Every year, without fail, I leave the Digital Media and Learning Conference with a renewed sense of purpose and commitment to my work. While I attribute some of this energy boost to the opportunity to connect with colleagues and share my research, I think its major source is the conference’s commitment to highlighting the power and responsibility of digital technologies to contribute to a more equitable and active civic life.
Too often, when discourses about education and technology converge, conversations focus on the novelty-factor of particular tools in the classroom, opportunities for large-scale data collection, or the potential for academic skill development. DML, through its carefully curated program, consistently guides the discussion back to the more consequential “so what” of amplifying marginalized voices and fostering new forms of expression to improve democracy.
I was fortunate to participate in several of these sessions. Along with Antero Garcia and Danielle Filipiak, I coordinated a full-day pre-conference workshop that helped a group of 25 educators develop youth participatory action research (YPAR) projects with young people across various formal and informal learning spaces. And, I served as the respondent on a session exploring participatory politics initiatives in Oakland, California that highlighted the work of the Youth and Participatory Politics Research Network and Youth Radio.
In both of these sessions, and in many more, I found traditional ideas of the “civic” being re-imagined in new and critical ways that I think highlight how digital media has brought us educators to a moment at which the concept of “civic engagement” is not strong enough to capture the ways young people are advocating for justice and the kinds of learning opportunities they deserve to support their efforts. I saw three shifts represented as teachers and researchers shared examples of youth digital expression:
- Citizenship as status or achievement vs. citizenship as practice: In his DML keynote address, Jose Antonio Vargas reminded us how the DREAMer movement is exposing contradictions in how our society conceives of citizenship. On one level, it is defined as a status that you do or don’t have, while on another, it is defined as something to be earned or achieved based on engaging in certain socially prescribed behaviors. Both cases exclude large numbers of young people — those who are undocumented and those who do not engage in outdated, approved forms of civic engagement like contributing to political campaigns. Both cases fail to account for the complexity and possibility that comes with viewing citizenship as a practice that we all continuously engage in across the various spheres of our daily lives — including through technology. DML sessions highlighted a practice-based vision of citizenship that is pushing the field forward.

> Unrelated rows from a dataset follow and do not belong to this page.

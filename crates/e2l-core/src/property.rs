//! Typed property values read from and written to engine objects

use crate::error::{BridgeError, Result};
use crate::value::Value;
use std::fmt;

/// Runtime value of a property on an entity or component
#[derive(Debug, Clone, PartialEq)]
pub enum PropertyValue {
    Bool(bool),
    Int(i64),
    Float(f64),
    /// Location, rotation or any other 3-component vector
    Vector([f64; 3]),
    /// Reference to another object, rendered as its string form
    Object(String),
    /// A type the bridge cannot put on the wire; carries the engine's type name
    Unsupported(String),
}

impl PropertyValue {
    /// Engine-facing type name
    pub fn type_name(&self) -> &str {
        match self {
            PropertyValue::Bool(_) => "bool",
            PropertyValue::Int(_) => "int",
            PropertyValue::Float(_) => "float",
            PropertyValue::Vector(_) => "vector",
            PropertyValue::Object(_) => "object",
            PropertyValue::Unsupported(name) => name,
        }
    }

    /// Convert to a wire value; `property` names the offender on failure
    pub fn to_wire(&self, property: &str) -> Result<Value> {
        match self {
            PropertyValue::Bool(b) => Ok(Value::Bool(*b)),
            PropertyValue::Int(i) => Ok(Value::Int(*i)),
            PropertyValue::Float(f) => Ok(Value::Float(*f)),
            PropertyValue::Vector(v) => Ok(Value::from(*v)),
            PropertyValue::Object(s) => Ok(Value::Str(s.clone())),
            PropertyValue::Unsupported(type_name) => Err(BridgeError::UnsupportedPropertyType {
                property: property.to_string(),
                type_name: type_name.clone(),
            }),
        }
    }

    /// Interpret a client-supplied wire value
    pub fn from_wire(value: &Value) -> Result<Self> {
        match value {
            Value::Bool(b) => Ok(PropertyValue::Bool(*b)),
            Value::Int(i) => Ok(PropertyValue::Int(*i)),
            Value::Float(f) => Ok(PropertyValue::Float(*f)),
            Value::Str(s) => Ok(PropertyValue::Object(s.clone())),
            Value::Array(items) => {
                let components: Option<Vec<f64>> = items.iter().map(Value::as_f64).collect();
                match components.as_deref() {
                    Some([x, y, z]) => Ok(PropertyValue::Vector([*x, *y, *z])),
                    _ => Err(BridgeError::malformed(format!(
                        "list value must hold exactly 3 numbers, got {} items",
                        items.len()
                    ))),
                }
            }
            other => Err(BridgeError::malformed(format!(
                "cannot assign a {} value to a property",
                other.type_name()
            ))),
        }
    }

    /// Convert `self` to the type of `current` so it can be stored in its place
    pub fn coerce_like(self, current: &PropertyValue) -> Result<Self> {
        match (current, self) {
            (PropertyValue::Float(_), PropertyValue::Int(i)) => Ok(PropertyValue::Float(i as f64)),
            (PropertyValue::Int(_), PropertyValue::Float(f)) => Ok(PropertyValue::Int(f as i64)),
            (PropertyValue::Unsupported(type_name), _) => Err(BridgeError::malformed(format!(
                "cannot assign to a property of unsupported type {}",
                type_name
            ))),
            (current, new) if std::mem::discriminant(current) == std::mem::discriminant(&new) => {
                Ok(new)
            }
            (current, new) => Err(BridgeError::malformed(format!(
                "cannot assign a {} value to a {} property",
                new.type_name(),
                current.type_name()
            ))),
        }
    }

    /// `self + delta`, as used by relative setters
    pub fn add(&self, delta: &PropertyValue) -> Result<Self> {
        match (self, delta) {
            (PropertyValue::Int(a), PropertyValue::Int(b)) => Ok(PropertyValue::Int(a.wrapping_add(*b))),
            (PropertyValue::Int(a), PropertyValue::Float(b)) => {
                Ok(PropertyValue::Int((*a as f64 + b) as i64))
            }
            (PropertyValue::Float(a), PropertyValue::Float(b)) => Ok(PropertyValue::Float(a + b)),
            (PropertyValue::Float(a), PropertyValue::Int(b)) => Ok(PropertyValue::Float(a + *b as f64)),
            (PropertyValue::Vector(a), PropertyValue::Vector(b)) => {
                Ok(PropertyValue::Vector([a[0] + b[0], a[1] + b[1], a[2] + b[2]]))
            }
            (current, delta) => Err(BridgeError::malformed(format!(
                "cannot add a {} value to a {} property",
                delta.type_name(),
                current.type_name()
            ))),
        }
    }
}

impl fmt::Display for PropertyValue {
    fn fmt(&self, f: &mut fmt::Formatter<'_>) -> fmt::Result {
        match self {
            PropertyValue::Bool(b) => write!(f, "{}", b),
            PropertyValue::Int(i) => write!(f, "{}", i),
            PropertyValue::Float(v) => write!(f, "{}", v),
            PropertyValue::Vector([x, y, z]) => write!(f, "({}, {}, {})", x, y, z),
            PropertyValue::Object(s) => f.write_str(s),
            PropertyValue::Unsupported(t) => write!(f, "<{}>", t),
        }
    }
}

#[cfg(test)]
mod tests {
    use super::*;

    #[test]
    fn test_relative_add() {
        let v = PropertyValue::Float(10.0);
        assert_eq!(v.add(&PropertyValue::Int(-3)).unwrap(), PropertyValue::Float(7.0));

        let v = PropertyValue::Vector([1.0, 2.0, 3.0]);
        assert_eq!(
            v.add(&PropertyValue::Vector([0.5, 0.5, -3.0])).unwrap(),
            PropertyValue::Vector([1.5, 2.5, 0.0])
        );

        assert!(PropertyValue::Bool(true).add(&PropertyValue::Bool(true)).is_err());
        assert!(PropertyValue::Object("a".into()).add(&PropertyValue::Object("b".into())).is_err());
    }

    #[test]
    fn test_from_wire() {
        assert_eq!(
            PropertyValue::from_wire(&Value::Array(vec![Value::Int(1), Value::Float(2.5), Value::Int(3)]))
                .unwrap(),
            PropertyValue::Vector([1.0, 2.5, 3.0])
        );
        assert!(PropertyValue::from_wire(&Value::Array(vec![Value::Int(1)])).is_err());
        assert!(PropertyValue::from_wire(&Value::Nil).is_err());
    }

    #[test]
    fn test_coerce_like() {
        let current = PropertyValue::Float(1.0);
        assert_eq!(
            PropertyValue::Int(4).coerce_like(&current).unwrap(),
            PropertyValue::Float(4.0)
        );
        assert!(PropertyValue::Bool(true).coerce_like(&current).is_err());
        assert_eq!(
            PropertyValue::Bool(false).coerce_like(&PropertyValue::Bool(true)).unwrap(),
            PropertyValue::Bool(false)
        );
    }

    #[test]
    fn test_display() {
        assert_eq!(PropertyValue::Vector([1.0, -2.5, 0.0]).to_string(), "(1, -2.5, 0)");
        assert_eq!(PropertyValue::Object("Door_1".into()).to_string(), "Door_1");
        assert_eq!(PropertyValue::Unsupported("Material".into()).to_string(), "<Material>");
    }

    #[test]
    fn test_unsupported_names_property() {
        let err = PropertyValue::Unsupported("Material".into())
            .to_wire("SkinMaterial")
            .unwrap_err();
        match err {
            BridgeError::UnsupportedPropertyType {
                property,
                type_name,
            } => {
                assert_eq!(property, "SkinMaterial");
                assert_eq!(type_name, "Material");
            }
            other => panic!("unexpected error: {other:?}"),
        }
    }
}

- Citizenship as triumph vs. citizenship as struggle: For many students in Oakland who confront the effects of systemic inequity on a daily basis, the traditional American narrative of constant, triumphant forward progress on all social issues rings hollow. DML sessions highlighted the ways that young people find motivation to participate in civic life not by buying into a colorblind, meritocratic vision of this country, but by recognizing struggle and advocacy as the engines of change and justice in America. Digital media tools are offering new avenues for continuing and expanding that beautiful struggle.
- Citizenship as voting vs. citizenship as so much more: DML sessions demonstrated that traditional indicators of civic engagement (voting, belonging to a club, reading the newspaper, etc.) no longer accurately capture the modes of civic expression that digital technologies make available to young people today. Now, young people are starting Twitter campaigns, recording and disseminating podcasts, communicating online with their elected officials, and so much more. Our field needs to find ways to welcome these new forms of participation in order to counter the deficit narrative that defines young people as uniformly civically disengaged.
And so, my experience at DML leaves me with the firm conviction that it is time to move past civic engagement — to find a new conceptualization of civic participation that captures what young people are doing with the help of digital technologies in their communities. Antero Garcia and I, in an article to be published next year in the Review of Research in Education, propose that it is time to move toward a vision of civic innovation. This semantic shift honors the practice-based, struggle-focused, and participatory nature of 21st century civic life and has the potential to transform civic education (and digital literacy education) in ways that honor youth voices. I look forward to the DML community continuing to lead this transformation.